Within minutes of first pressing play on singer-songwriter Diane Coll’s latest album, I found myself positive that my shelf system had somehow picked up radio waves transmitted from Chicago’s WLS-AM in the late 1960s and early ‘70s and not the bluetooth signal from my computer. I half-expected, when checking the credits, to discover that Up From the Mud was produced by Chips Moman at American Sound Studio in Memphis and that Chip Taylor wrote or cowrote at least a few of the tunes.

Yet Up From the Mud doesn’t consist of a hit single and a bunch of rushed cuts turned about in a few days.
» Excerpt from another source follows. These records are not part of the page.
pub mod dictionary;
pub mod error;
pub mod language;
pub mod notes;
pub mod preprocess;
pub mod progress;
pub mod store;
pub mod types;

pub use error::{ImportError, Result};
pub use types::{Clipping, DeviceClock, LookupEvent, Watermark};
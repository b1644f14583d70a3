use std::path::PathBuf;

use serde::{Deserialize, Serialize};

fn default_clippings_file() -> String {
    "documents/My Clippings.txt".to_string()
}

fn default_vocab_db() -> String {
    "system/vocabulary/vocab.db".to_string()
}

/// Layout of the mounted e-reader
#[derive(Debug, Clone, Serialize, Deserialize)]
#[serde(default)]
pub struct ReaderConfig {
    /// Mount point of the device
    pub root: PathBuf,
    /// Clippings export, relative to `root` unless absolute
    #[serde(default = "default_clippings_file")]
    pub clippings_file: String,
    /// Lookup database, relative to `root` unless absolute
    #[serde(default = "default_vocab_db")]
    pub vocab_db: String,
}

impl ReaderConfig {
    pub fn clippings_path(&self) -> PathBuf {
        self.root.join(&self.clippings_file)
    }

    pub fn vocab_db_path(&self) -> PathBuf {
        self.root.join(&self.vocab_db)
    }
}

impl Default for ReaderConfig {
    fn default() -> Self {
        Self {
            root: PathBuf::new(),
            clippings_file: default_clippings_file(),
            vocab_db: default_vocab_db(),
        }
    }
}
Coll wrote the songs and co-produced the bulk of the album with Daniel Groover; it’s a suite of songs about moving out of the darkness and into a light that’s not so overly bright that it blinds you. In short, it’s welcoming and warm, a sonic bath that’s sure to cure the psyche’s nagging aches and pains.
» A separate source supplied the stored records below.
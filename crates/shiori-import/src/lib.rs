//! Reconciles highlights with lookup history and imports them as notes.

pub mod assembler;
pub mod matcher;
pub mod pipeline;
pub mod report;

pub use assembler::{NoteAssembler, NoteQueue, PendingNote};
pub use matcher::{Reconciled, find_lookup, reconcile};
pub use pipeline::{Collaborators, import, resolve_layout, run};
pub use report::ImportReport;
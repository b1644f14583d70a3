//! Clippings export parsing and the highlight window.

pub mod filter;
pub mod html;
pub mod parser;

pub use filter::{after_watermark, highlights_only};
pub use parser::{ClippingFormat, ParseOptions, ParseOutput, Parsed, read_clippings};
Coll, it should be mentioned, is a Chicago native who moved to Georgia in the early 1990s. She’s a certified therapist who, according to her website, helps people overcome anxiety, depression and relationship issues. Whether her songs are culled from her life or those of her patients is beside the point; just as we don’t expect novelists to have lived their fictions, we shouldn’t expect troubadours to have experienced everything they sing about. The most important attribute anyone—artist or not—can have is empathy, after all.

The set opens with the title track, an ambient cut that turns a drum into a beating heart; it’s the sound of waking up, just about. To my ears, “Eyes” conjures a long-ago melody from the 1960s that escapes me while, lyrically, it encourages someone to see her partner for who he is, not who she wishes him to be: “Look into my eyes/You will see what I see over time/But, it will take a little more/‘Cause your heart’s beaten, broken, bruised, and sore.” “Night Sky Speaks,” which follows, sets a safe space for confession and introspection sans judgment: “You’ve got stories you need to tell/Feel no shame now, I wish you well/Got some memories turning you blue/Yet, this bright light will guide you through.”
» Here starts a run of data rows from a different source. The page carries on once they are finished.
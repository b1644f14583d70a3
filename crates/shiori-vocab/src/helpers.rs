use rusqlite::Row;
use rusqlite::types::ValueRef;

/// Text column decoded lossily; NULL reads as empty
pub fn lossy_text(row: &Row, idx: usize) -> rusqlite::Result<String> {
    Ok(match row.get_ref(idx)? {
        ValueRef::Null => String::new(),
        ValueRef::Integer(value) => value.to_string(),
        ValueRef::Real(value) => value.to_string(),
        ValueRef::Text(bytes) | ValueRef::Blob(bytes) => {
            String::from_utf8_lossy(bytes).into_owned()
        }
    })
}

/// Millisecond timestamp column, tolerant of REAL and TEXT storage
pub fn millis(row: &Row, idx: usize) -> rusqlite::Result<i64> {
    Ok(match row.get_ref(idx)? {
        ValueRef::Integer(value) => value,
        ValueRef::Real(value) => value as i64,
        ValueRef::Text(bytes) => String::from_utf8_lossy(bytes).trim().parse().unwrap_or(0),
        ValueRef::Null | ValueRef::Blob(_) => 0,
    })
}
//! Notebook export (`.html`) variant.
//!
//! The export is a flat list of `div`s: `bookTitle` sets the document,
//! each `noteHeading` is followed by the `noteText` it describes. It carries
//! no creation timestamps.

use std::sync::LazyLock;

use regex::Regex;
use shiori_core::Clipping;

use crate::parser::{ParseOptions, ParseOutput, Parsed};

static ELEMENT: LazyLock<Regex> = LazyLock::new(|| {
    Regex::new(
        r#"(?s)<(?:div|h[1-6])\b[^>]*\bclass\s*=\s*['"](?P<class>[^'"]+)['"][^>]*>(?P<body>.*?)</(?:div|h[1-6])>"#,
    )
    .expect("element pattern is valid")
});

static TAG: LazyLock<Regex> =
    LazyLock::new(|| Regex::new(r"<[^>]*>").expect("tag pattern is valid"));

static CHAR_REF: LazyLock<Regex> = LazyLock::new(|| {
    Regex::new(r"&#(?:[xX](?P<hex>[0-9a-fA-F]{1,6})|(?P<dec>[0-9]{1,7}));")
        .expect("character reference pattern is valid")
});

static LOCATION: LazyLock<Regex> = LazyLock::new(|| {
    Regex::new(r"(?:位置(?:No\.)?|Location)\s*(?P<location>[0-9][0-9\-]*)")
        .expect("location pattern is valid")
});

static PAGE: LazyLock<Regex> = LazyLock::new(|| {
    Regex::new(r"(?:(?P<before>[0-9ivxlcdmIVXLCDM]+)\s*ページ|(?:ページ|Page)\s*(?P<after>[0-9ivxlcdmIVXLCDM]+))")
        .expect("page pattern is valid")
});

struct Heading {
    kind: Option<String>,
    page: Option<String>,
    location: String,
    raw: String,
}

fn decode_char_ref(caps: &regex::Captures<'_>) -> String {
    let code = match (caps.name("hex"), caps.name("dec")) {
        (Some(hex), _) => u32::from_str_radix(hex.as_str(), 16).ok(),
        (None, Some(dec)) => dec.as_str().parse().ok(),
        (None, None) => None,
    };

    // Invalid code points stay as written
    code.and_then(char::from_u32)
        .map_or_else(|| caps[0].to_string(), String::from)
}

fn element_text(body: &str) -> String {
    let stripped = TAG.replace_all(body, "");
    let decoded = CHAR_REF.replace_all(&stripped, decode_char_ref);
    decoded
        .replace("&nbsp;", " ")
        .replace("&lt;", "<")
        .replace("&gt;", ">")
        .replace("&quot;", "\"")
        .replace("&amp;", "&")
        .trim()
        .to_string()
}

fn parse_heading(text: &str, raw: &str) -> Option<Heading> {
    let location = LOCATION.captures(text)?.name("location")?.as_str().to_string();

    let page = PAGE.captures(text).and_then(|caps| {
        caps.name("before")
            .or_else(|| caps.name("after"))
            .map(|m| m.as_str().to_string())
    });

    // Kind is everything before the colour annotation or the " - " position part
    let kind_end = text
        .find(['(', '（'])
        .into_iter()
        .chain(text.find(" - "))
        .min()
        .unwrap_or(0);
    let kind = Some(text[..kind_end].trim().to_string()).filter(|k| !k.is_empty());

    Some(Heading {
        kind,
        page,
        location,
        raw: raw.to_string(),
    })
}

pub fn parse_html(text: &str, options: &ParseOptions) -> ParseOutput {
    let mut output = ParseOutput::default();
    let mut document = String::new();
    let mut pending: Option<Heading> = None;
    let mut skip_text = false;

    for element in ELEMENT.captures_iter(text) {
        let raw = element.get(0).map_or("", |m| m.as_str());
        let classes = element.name("class").map_or("", |m| m.as_str());
        let body = element_text(element.name("body").map_or("", |m| m.as_str()));
        let has_class = |name: &str| classes.split_whitespace().any(|c| c == name);

        if has_class("bookTitle") {
            document = body;
        } else if has_class("noteHeading") {
            if let Some(orphan) = pending.take() {
                output.push(Parsed::Malformed(orphan.raw));
            }

            skip_text = false;
            match parse_heading(&body, raw) {
                Some(heading) => pending = Some(heading),
                None if options.is_benign(&body) => skip_text = true,
                None => output.push(Parsed::Malformed(raw.to_string())),
            }
        } else if has_class("noteText") {
            match pending.take() {
                Some(heading) => output.push(Parsed::Clipping(Clipping {
                    kind: heading.kind,
                    document: document.clone(),
                    page: heading.page,
                    location: Some(heading.location),
                    added: None,
                    content: body,
                })),
                None if skip_text => {}
                None => output.push(Parsed::Malformed(raw.to_string())),
            }
            skip_text = false;
        }
    }

    if let Some(orphan) = pending {
        output.push(Parsed::Malformed(orphan.raw));
    }

    output
}
use std::io::Write;
use std::process::{Command, Stdio};
use std::sync::Arc;

use shiori_core::dictionary::Lexicon;
use shiori_core::language::{Deconjugator, Morpheme, TokenizeError, Tokenizer};

use crate::deconjugator::JapaneseDeconjugator;

/// Longest surface tried when segmenting
const MAX_WORD_CHARS: usize = 10;

/// Greedy dictionary segmentation.
///
/// At each position the longest prefix that is a known word, or deconjugates
/// to one, becomes a morpheme. Characters between known words are kept
/// together as one unknown morpheme.
pub struct SegmentingTokenizer {
    lexicon: Arc<dyn Lexicon>,
    deconjugator: JapaneseDeconjugator,
}

impl SegmentingTokenizer {
    pub fn new(lexicon: Arc<dyn Lexicon>) -> Self {
        Self {
            lexicon,
            deconjugator: JapaneseDeconjugator::new(),
        }
    }

    fn lookup(&self, surface: &str) -> Option<String> {
        if self.lexicon.contains(surface) {
            return Some(surface.to_string());
        }

        self.deconjugator
            .deconjugate(surface)
            .into_iter()
            .map(|candidate| candidate.base_form)
            .find(|base| self.lexicon.contains(base))
    }
}

impl Tokenizer for SegmentingTokenizer {
    fn tokenize(&self, text: &str) -> Result<Vec<Morpheme>, TokenizeError> {
        let chars: Vec<char> = text.chars().collect();
        let mut morphemes = Vec::new();
        let mut unknown = String::new();
        let mut i = 0;

        while i < chars.len() {
            let longest = chars.len().saturating_sub(i).min(MAX_WORD_CHARS);
            let found = (1..=longest).rev().find_map(|len| {
                let surface: String = chars[i..i + len].iter().collect();
                self.lookup(&surface).map(|base| (len, Morpheme::new(surface, Some(base))))
            });

            match found {
                Some((len, morpheme)) => {
                    if !unknown.is_empty() {
                        morphemes.push(Morpheme::new(std::mem::take(&mut unknown), None));
                    }
                    morphemes.push(morpheme);
                    i += len;
                }
                None => {
                    unknown.push(chars[i]);
                    i += 1;
                }
            }
        }

        if !unknown.is_empty() {
            morphemes.push(Morpheme::new(unknown, None));
        }

        Ok(morphemes)
    }
}

/// External analyzer producing MeCab-style output.
///
/// Each line is `surface\tfeature,feature,...` with the dictionary form in the
/// seventh feature; `EOS` ends the sentence.
pub struct CommandTokenizer {
    command: String,
    args: Vec<String>,
}

/// Index of the base form in a MeCab (IPADIC) feature list
const BASE_FORM_FEATURE: usize = 6;

impl CommandTokenizer {
    pub fn new(command: impl Into<String>, args: Vec<String>) -> Self {
        Self {
            command: command.into(),
            args,
        }
    }

    pub fn parse_output(output: &str) -> Vec<Morpheme> {
        output
            .lines()
            .take_while(|line| line.trim() != "EOS")
            .filter_map(|line| {
                let (surface, features) = line.split_once('\t')?;
                let base = features
                    .split(',')
                    .nth(BASE_FORM_FEATURE)
                    .map(str::trim)
                    .filter(|base| !base.is_empty() && *base != "*")
                    .map(str::to_string);
                Some(Morpheme::new(surface, base))
            })
            .collect()
    }
}

impl Tokenizer for CommandTokenizer {
    fn tokenize(&self, text: &str) -> Result<Vec<Morpheme>, TokenizeError> {
        let spawn_error = |source| TokenizeError::Spawn {
            command: self.command.clone(),
            source,
        };

        let mut child = Command::new(&self.command)
            .args(&self.args)
            .stdin(Stdio::piped())
            .stdout(Stdio::piped())
            .stderr(Stdio::piped())
            .spawn()
            .map_err(spawn_error)?;

        if let Some(mut stdin) = child.stdin.take() {
            writeln!(stdin, "{text}").map_err(spawn_error)?;
        }

        let output = child.wait_with_output().map_err(spawn_error)?;
        if !output.status.success() {
            return Err(TokenizeError::Failed {
                command: self.command.clone(),
                status: output.status.to_string(),
                stderr: String::from_utf8_lossy(&output.stderr).trim().to_string(),
            });
        }

        let stdout = String::from_utf8(output.stdout).map_err(|_| TokenizeError::InvalidOutput)?;
        let morphemes = Self::parse_output(&stdout);
        tracing::debug!("{} segmented {:?} into {} morphemes", self.command, text, morphemes.len());
        Ok(morphemes)
    }
}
As a whole, the songs replicate the slow-moving epiphany that is this thing we call life. (To borrow from the poet Wallace Stevens, “We say ourselves in syllables that rise/From the floor, rising in speech we do not speak.”) The gradual awakening culminates midway through with the dramatic “Body Don’t Lie”: “I used to think something’s wrong with me/When my lungs wouldn’t let me breathe/It’d feel like an eternity/Confusing danger for safety.” 

If the album’s first half represents darkness, the second finds the sun cutting through the clouds. “Wasting Time” finds Coll, eyes wide open, realizing that it’s finally time to move on with life: “You know they don’t tell you, but I can say it’s true/Your years don’t define you/Time will take its toll yet, forward I go/There’s no use wasting time/No wasting time.” “Sugar,” for its part, is a tasty confection that ruminates on cranberries, lemons and love. The folky flavor of “Fool’s Gold” is as delightful as a god’s ray: “All of that I’ve released, I have released/Into the earth, the air, into the flame/Back to the sea where no one knows my name/I am free, am free, am free again.” It’s a remarkable song imbued with self-awareness and self-acceptance. The main set close with the gentle “All is Well,” about how light, if one allows it to, can and will chase away life’s shadows. 

The album comes with an addendum I’ve yet to hear: five ambient tracks, produced with guitarist Jonny Daly. While I can’t speak to those, the first 14 tunes remind me of the sounds of the late 1960s and early ‘70s, before the AM-FM divide became a chasm. They’re folk, pop and even rock, ambitious and artful all, and well worth one’s time.